What is the Difference between Len() and DataLength() Functions in SQL

SQL Server Len() Function Vs. DataLength() Function 
The LEN system function returns the number of characters of the specified string expression.  
On the other hand, the DATALENGTH function returns the number of bytes used to represent any expression.  Here’s a summary of the similarities and differences between the LEN() and DATALENGTH() system functions:

  • The return data type is BIGINT if the input expressions is of the VARCHAR(MAX), NVARCHAR(MAX) or VARBINARY(MAX) data types; otherwise the return data type is INT.
Returns the number of characters of the specified string expression.
 Returns the number of bytes used to            represent any expression.
Excludes trailing blanks in determining the number of characters.
 Includes trailing blanks in determining the          number of bytes used.
Input parameter is of character or binary data type.
 Input parameter is of any data type.
LEN is a string function.
 DATALENGTH is a data type function.

LEN() returns the number of characters in the string or variable while DATALENGTH() returns the number of bytes used to represent a string or expression. We have 4 different cases in which we can study  these two functions.

Case 1:  With  "Varchar" Data types: 
When a  Varchar type is passed to both the DATALENGTH() and LEN() functions, they return the same value.


                DECLARE @Value varchar(20)
                        SET @value = ‘Reddyz’
                SELECT  DATALENGTH(@value)
                SELECT  LEN(@value)

These statements both return 6 as the Varchar type uses 6 single bytes characters to store the 6-character value.

So in this case, both the functions are returning the same.

Case 2:   With "Nvarchar" Data types:   
If an nvarchar type is used, DATALENGTH() takes twice as many bytes to manage a value of the same length whereas LEN() returns the number of characters.


                DECLARE @Value nvarchar(20)
                       SET @value = ‘Reddyz’
                SELECT  DATALENGTH(@value)
                SELECT LEN(@value)

The DATALENGTH() returns 12 because 2 bytes are used to store each character using a Unicode character set. 
The LEN() returns 6 as this returns the number of  characters,  not the number of bytes.

Case 3:   With Integer Data types: 
If integer Datatype is used, DATALENGTH()  returns 4 and LEN() returns the number of digits.

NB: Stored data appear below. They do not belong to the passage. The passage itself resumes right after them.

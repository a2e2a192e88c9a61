//! Moon phase from a calendar date.

use std::fmt;

use chrono::NaiveDate;

/// Mean length of the synodic month in days.
pub const SYNODIC_MONTH_DAYS: f64 = 29.530_588;

/// The eight named lunar phases, in synodic order.
#[derive(Debug, Clone, Copy, PartialEq, Eq, Hash)]
pub enum MoonPhase {
    NewMoon,
    WaxingCrescent,
    FirstQuarter,
    WaxingGibbous,
    FullMoon,
    WaningGibbous,
    LastQuarter,
    WaningCrescent,
}

impl MoonPhase {
    /// All phases, indexed by [`MoonPhase::index`].
    pub const ALL: [Self; 8] = [
        Self::NewMoon,
        Self::WaxingCrescent,
        Self::FirstQuarter,
        Self::WaxingGibbous,
        Self::FullMoon,
        Self::WaningGibbous,
        Self::LastQuarter,
        Self::WaningCrescent,
    ];

    /// Position in the cycle, 0 (new) to 7 (waning crescent).
    #[must_use]
    pub const fn index(self) -> usize {
        self as usize
    }

    #[must_use]
    pub const fn label(self) -> &'static str {
        match self {
            Self::NewMoon => "🌑 New Moon",
            Self::WaxingCrescent => "🌒 Waxing Crescent",
            Self::FirstQuarter => "🌓 First Quarter",
            Self::WaxingGibbous => "🌔 Waxing Gibbous",
            Self::FullMoon => "🌕 Full Moon",
            Self::WaningGibbous => "🌖 Waning Gibbous",
            Self::LastQuarter => "🌗 Last Quarter",
            Self::WaningCrescent => "🌘 Waning Crescent",
        }
    }
}

impl fmt::Display for MoonPhase {
    fn fmt(&self, f: &mut fmt::Formatter<'_>) -> fmt::Result {
        f.write_str(self.label())
    }
}

/// A known new moon used as the epoch of the cycle.
fn reference_new_moon() -> NaiveDate {
    NaiveDate::from_ymd_opt(2000, 1, 6).unwrap_or_default()
}

/// Computes the phase of the moon on `date`.
#[must_use]
pub fn moon_phase(date: NaiveDate) -> MoonPhase {
    #[allow(clippy::cast_precision_loss)]
    let elapsed = (date - reference_new_moon()).num_days() as f64;
    let age = elapsed.rem_euclid(SYNODIC_MONTH_DAYS);

    #[allow(clippy::cast_possible_truncation, clippy::cast_sign_loss)]
    let index = ((age / SYNODIC_MONTH_DAYS) * 8.0 + 0.5).floor() as usize % 8;

    MoonPhase::ALL[index]
}
//! Optional translation of APOD explanations.
//!
//! Translation never fails a request: on error the caller keeps the
//! original text.

use std::time::Duration;

use async_trait::async_trait;
use thiserror::Error;
use tracing::{debug, warn};

const GOOGLE_TRANSLATE_URL: &str = "https://translate.googleapis.com/translate_a/single";
const TRANSLATE_TIMEOUT: Duration = Duration::from_secs(10);

/// Errors from the translation backend.
#[derive(Debug, Error)]
pub enum TranslationError {
    #[error("translation request failed: {0}")]
    Request(#[from] reqwest::Error),

    #[error("translation service returned HTTP {0}")]
    Status(u16),

    #[error("unexpected translation payload: {0}")]
    Payload(String),
}

/// Translates free text into a fixed target language.
#[async_trait]
pub trait Translator: Send + Sync {
    async fn translate(&self, text: &str) -> Result<String, TranslationError>;
}

/// Translates `text`, falling back to it unchanged on any failure.
pub async fn translate_or_original(translator: Option<&dyn Translator>, text: &str) -> String {
    let Some(translator) = translator else {
        return text.to_owned();
    };

    match translator.translate(text).await {
        Ok(translated) if !translated.trim().is_empty() => translated,
        Ok(_) => {
            warn!("Translation came back empty, using original text");
            text.to_owned()
        }
        Err(e) => {
            warn!("Translation failed, using original text: {}", e);
            text.to_owned()
        }
    }
}

/// Client for the public Google Translate endpoint (`client=gtx`).
#[derive(Debug, Clone)]
pub struct GoogleTranslator {
    http: reqwest::Client,
    target: String,
    url: String,
}

impl GoogleTranslator {
    #[must_use]
    pub fn new(http: reqwest::Client, target: impl Into<String>) -> Self {
        Self {
            http,
            target: target.into(),
            url: GOOGLE_TRANSLATE_URL.to_owned(),
        }
    }

    #[must_use]
    pub fn with_url(mut self, url: impl Into<String>) -> Self {
        self.url = url.into();
        self
    }

    #[must_use]
    pub fn target(&self) -> &str {
        &self.target
    }
}

#[async_trait]
impl Translator for GoogleTranslator {
    async fn translate(&self, text: &str) -> Result<String, TranslationError> {
        debug!("Translating {} chars to {}", text.chars().count(), self.target);

        let response = self
            .http
            .get(&self.url)
            .query(&[
                ("client", "gtx"),
                ("sl", "auto"),
                ("tl", self.target.as_str()),
                ("dt", "t"),
                ("q", text),
            ])
            .timeout(TRANSLATE_TIMEOUT)
            .send()
            .await?;

        let status = response.status();
        if !status.is_success() {
            return Err(TranslationError::Status(status.as_u16()));
        }

        let payload: serde_json::Value = response.json().await?;
        join_segments(&payload)
    }
}

/// The response is `[[["translated", "source", ...], ...], ...]`; the
/// translation is the concatenation of each segment's first element.
fn join_segments(payload: &serde_json::Value) -> Result<String, TranslationError> {
    let segments = payload
        .get(0)
        .and_then(serde_json::Value::as_array)
        .ok_or_else(|| TranslationError::Payload("missing segment list".to_owned()))?;

    let translated: String = segments
        .iter()
        .filter_map(|segment| segment.get(0).and_then(serde_json::Value::as_str))
        .collect();

    if translated.is_empty() {
        return Err(TranslationError::Payload("no translated segments".to_owned()));
    }
    Ok(translated)
}
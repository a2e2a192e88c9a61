//! Vendor API clients: NASA open APIs, DONKI and the ISS tracker.
//!
//! Every fetch is a single GET with a fixed timeout, returning a typed record
//! or a [`RemoteFetchError`]. Callers convert failures into user messages.

mod apod;
mod client;
mod donki;
mod epic;
mod error;
mod iss;
mod mars;
mod neo;

use async_trait::async_trait;
use chrono::NaiveDate;

pub use apod::{Apod, MediaKind};
pub use client::{ApiClient, BaseUrls, RequestTimeouts};
pub use donki::{KpReading, SolarFlare, StormSummary, parse_donki_time};
pub use epic::EpicImage;
pub use error::{Endpoint, FetchErrorKind, FetchResult, RemoteFetchError};
pub use iss::IssPosition;
pub use mars::{RoverCamera, RoverInfo, RoverPhoto, newest_photos};
pub use neo::NearEarthObject;

/// The data sources behind the menu actions.
#[async_trait]
pub trait SpaceFeeds: Send + Sync {
    async fn apod(&self, date: Option<NaiveDate>) -> FetchResult<Apod>;

    async fn near_earth_objects(&self, date: NaiveDate) -> FetchResult<Vec<NearEarthObject>>;

    async fn mars_photos(&self) -> FetchResult<Vec<RoverPhoto>>;

    async fn epic_latest(&self) -> FetchResult<Option<EpicImage>>;

    async fn iss_position(&self) -> FetchResult<IssPosition>;

    async fn solar_flares(&self, date: NaiveDate) -> FetchResult<Vec<SolarFlare>>;

    async fn storm_summary(&self, date: NaiveDate) -> FetchResult<Option<StormSummary>>;
}

#[async_trait]
impl SpaceFeeds for ApiClient {
    async fn apod(&self, date: Option<NaiveDate>) -> FetchResult<Apod> {
        self.fetch_apod(date).await
    }

    async fn near_earth_objects(&self, date: NaiveDate) -> FetchResult<Vec<NearEarthObject>> {
        self.fetch_neo_feed(date).await
    }

    async fn mars_photos(&self) -> FetchResult<Vec<RoverPhoto>> {
        self.fetch_mars_photos().await
    }

    async fn epic_latest(&self) -> FetchResult<Option<EpicImage>> {
        self.fetch_epic_latest().await
    }

    async fn iss_position(&self) -> FetchResult<IssPosition> {
        self.fetch_iss_position().await
    }

    async fn solar_flares(&self, date: NaiveDate) -> FetchResult<Vec<SolarFlare>> {
        self.fetch_solar_flares(date).await
    }

    async fn storm_summary(&self, date: NaiveDate) -> FetchResult<Option<StormSummary>> {
        self.fetch_storm_summary(date).await
    }
}
//! Astronomy trivia served by the "random fact" button.

use rand::Rng;
use rand::seq::SliceRandom;

pub const ASTRONOMY_FACTS: [&str; 14] = [
    "🌌 Jupiter is the largest planet in the Solar System, more than twice as massive as all the other planets combined.",
    "⚡️ Light travels at about 299,792 km per second, the fastest any information can move through the universe.",
    "✨ The Milky Way is a barred spiral galaxy holding hundreds of billions of stars, our Sun among them.",
    "⚫️ A black hole's gravity is so strong that not even light can escape it.",
    "🌕 The Moon is Earth's only natural satellite, and its gravity drives the ocean tides.",
    "🔥 Venus is the hottest planet in the Solar System, with a surface temperature of about 462 °C, hotter than Mercury.",
    "🪐 Saturn is famous for its intricate rings, made mostly of ice particles and rock.",
    "🔭 The Hubble Space Telescope has orbited Earth since 1990, returning a wealth of stunning images and data.",
    "💫 The Orion Nebula is an active star-forming region about 1,344 light-years away, visible to the naked eye.",
    "🕰️ The universe is estimated to be about 13.8 billion years old, derived from measuring its expansion.",
    "🌠 Meteors are grains of space rock and dust that burn up from friction as they enter Earth's atmosphere.",
    "☀️ The Sun is a yellow dwarf in one of the Milky Way's spiral arms, the ultimate source of energy for life on Earth.",
    "🥶 Pluto is now classified as a dwarf planet; it lives in the Kuiper Belt, a region full of icy bodies.",
    "👽 Scientists are actively searching for life beyond the Solar System, especially on planets that may hold liquid water.",
];

/// Picks one fact uniformly at random.
pub fn random_fact<R: Rng + ?Sized>(rng: &mut R) -> &'static str {
    ASTRONOMY_FACTS.choose(rng).copied().unwrap_or(ASTRONOMY_FACTS[0])
}

#[cfg(test)]
mod tests {
    use rand::SeedableRng;
    use rand::rngs::StdRng;

    use super::*;

    #[test]
    fn test_random_fact_is_from_the_list() {
        let mut rng = StdRng::seed_from_u64(7);
        for _ in 0..50 {
            assert!(ASTRONOMY_FACTS.contains(&random_fact(&mut rng)));
        }
    }

    #[test]
    fn test_random_fact_varies() {
        let mut rng = StdRng::seed_from_u64(42);
        let seen: std::collections::HashSet<_> = (0..200).map(|_| random_fact(&mut rng)).collect();
        assert!(seen.len() > 1);
    }
}
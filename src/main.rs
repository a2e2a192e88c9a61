//! NASA Astronomy Bot - Main Entry Point
//!
//! A Telegram bot that relays NASA open data and broadcasts the Astronomy
//! Picture of the Day to subscribers.

use std::sync::Arc;

use anyhow::{Context, Result};
use clap::Parser;
use tokio::sync::mpsc;
use tracing::{debug, error, info, warn};
use tracing_subscriber::EnvFilter;

use nasa_astro_bot::api::ApiClient;
use nasa_astro_bot::commands::CommandHandler;
use nasa_astro_bot::config::{BotSettings, Credentials};
use nasa_astro_bot::scheduler::{DailyBroadcaster, SchedulerMessage};
use nasa_astro_bot::server::{self, POLL_TIMEOUT_SECS};
use nasa_astro_bot::subscribers::SubscriberRegistry;
use nasa_astro_bot::telegram::{Messenger, TelegramBot};
use nasa_astro_bot::translate::GoogleTranslator;

/// Telegram bot relaying NASA astronomy data.
#[derive(Parser, Debug)]
#[command(name = "astro_bot")]
#[command(about = "Telegram bot for NASA APOD, asteroids, Mars photos, space weather and the ISS")]
#[command(version)]
struct Args {
    /// Path to the .env file for environment variables.
    #[arg(long, default_value = ".env")]
    env_file: String,

    /// Log level (trace, debug, info, warn, error).
    #[arg(short, long, default_value = "info")]
    log_level: String,

    /// Use long polling even if WEBHOOK_URL is set.
    #[arg(long)]
    polling: bool,
}

#[tokio::main(flavor = "current_thread")]
async fn main() -> Result<()> {
    let args = Args::parse();

    // Initialize logging
    init_logging(&args.log_level);

    // Load environment variables
    if let Err(e) = dotenvy::from_filename(&args.env_file) {
        debug!("Could not load .env file ({}): {}", args.env_file, e);
    }

    // Load configurations
    let credentials = match Credentials::from_env() {
        Ok(credentials) => credentials,
        Err(e) => {
            error!("{}", e);
            return Err(e).context("Failed to load credentials from environment");
        }
    };
    debug!("Loaded {:?}", credentials);

    let settings = BotSettings::from_env_with_defaults();

    let http = reqwest::Client::builder()
        .user_agent(concat!("nasa_astro_bot/", env!("CARGO_PKG_VERSION")))
        .build()
        .context("Failed to build HTTP client")?;

    let bot = Arc::new(TelegramBot::new(http.clone(), &credentials.bot_token));
    let feeds = Arc::new(ApiClient::new(http.clone(), credentials.nasa_api_key.clone()));
    let subscribers = Arc::new(SubscriberRegistry::new());

    let bot_username = match bot.get_me().await {
        Ok(me) => {
            info!(
                "Authorized as @{} (id {})",
                me.username.as_deref().unwrap_or("?"),
                me.id
            );
            me.username
        }
        Err(e) => {
            warn!("getMe failed, bot username unknown: {}", e);
            None
        }
    };

    let mut handler = CommandHandler::new(
        Arc::clone(&bot) as Arc<dyn Messenger>,
        feeds,
        Arc::clone(&subscribers),
    )
    .with_bot_username(bot_username)
    .with_display_offset(settings.display_offset())
    .with_broadcast_time(settings.broadcast_time);

    if let Some(target) = &settings.translate_target {
        let translator = GoogleTranslator::new(http.clone(), target.clone());
        info!("Translating APOD explanations to {}", translator.target());
        handler = handler.with_translator(Arc::new(translator));
    }
    let handler = Arc::new(handler);

    // Register the inbound transport before anything starts running
    let webhook_base = settings.webhook_url.as_deref().filter(|_| !args.polling);
    match webhook_base {
        Some(base) => {
            bot.set_webhook(&format!("{}/{}", base, credentials.bot_token))
                .await
                .context("Failed to register webhook")?;
        }
        None => {
            if let Err(e) = bot.delete_webhook().await {
                warn!("Failed to delete webhook before polling: {}", e);
            }
        }
    }

    // Create scheduler channel
    let (scheduler_tx, scheduler_rx) = mpsc::channel::<SchedulerMessage>(8);

    let scheduler = DailyBroadcaster::new(Arc::clone(&handler), settings.broadcast_time);

    info!(
        "Starting astronomy bot (daily broadcast at {})",
        settings.broadcast_time
    );

    // Spawn scheduler task
    let scheduler_handle = tokio::spawn(async move {
        scheduler.run(scheduler_rx).await;
    });

    match webhook_base {
        Some(base) => {
            info!("Webhook mode: {}/<token> on port {}", base, settings.port);
            server::serve(
                Arc::clone(&handler),
                &credentials.bot_token,
                settings.port,
                shutdown_signal(),
            )
            .await
            .context("Webhook server failed")?;
        }
        None => {
            info!("Polling mode. Use Ctrl+C to stop.");
            server::run_polling(&bot, &handler, POLL_TIMEOUT_SECS, shutdown_signal()).await;
        }
    }

    // Cleanup
    info!("Shutting down...");
    let _ = scheduler_tx.send(SchedulerMessage::Shutdown).await;
    let _ = scheduler_handle.await;

    Ok(())
}

/// Initializes the logging subsystem.
fn init_logging(level: &str) {
    let filter =
        EnvFilter::try_from_default_env().unwrap_or_else(|_| EnvFilter::new(level));

    tracing_subscriber::fmt()
        .with_env_filter(filter)
        .with_target(false)
        .init();
}

/// Resolves on Ctrl+C.
async fn shutdown_signal() {
    if let Err(e) = tokio::signal::ctrl_c().await {
        error!("Failed to listen for Ctrl+C: {}", e);
        std::future::pending::<()>().await;
    }
    info!("Received Ctrl+C, shutting down...");
}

                DECLARE  @Value1 int, @value2 int
                        SET @value1=2
                        SET @value2 =20000
                SELECT  DATALENGTH(@value1)
                SELECT  LEN(@value1)
                SELECT  DATALENGTH(@value2)
                SELECT  LEN(@value2)

The DATALENGTH()  returns 4 in both the cases because int always takes 4 bytes, whatever the value would be.
But the LEN() treats the integer value as if it were converted to a character type and  returns the number of digits. So results are 1 and 5 respectively.

Case 4:  With Extra Spaces:
If string or variable value is NULL then both functions returns null.

If  the string is having trailing blanks then LEN() function returns the length only up to the last   non null character and ignores the spaces.
On the other hand, DATALENGTH() behaves differently returning all  along with spaces.

                  DECLARE @value1 VARCHAR(25)
                  SELECT @value1 = 'Reddyz     '
                  SELECT @value1 AS COL_TEXT, LEN(@value1) AS   LENGTH, DATALENGTH(@value1) AS   DATA_LENGTH

The result would be 6 and 11. As DATALENTH() takes into account the spaces , so it returns 11 and LEN() returns only the non-null characters so it returns 6.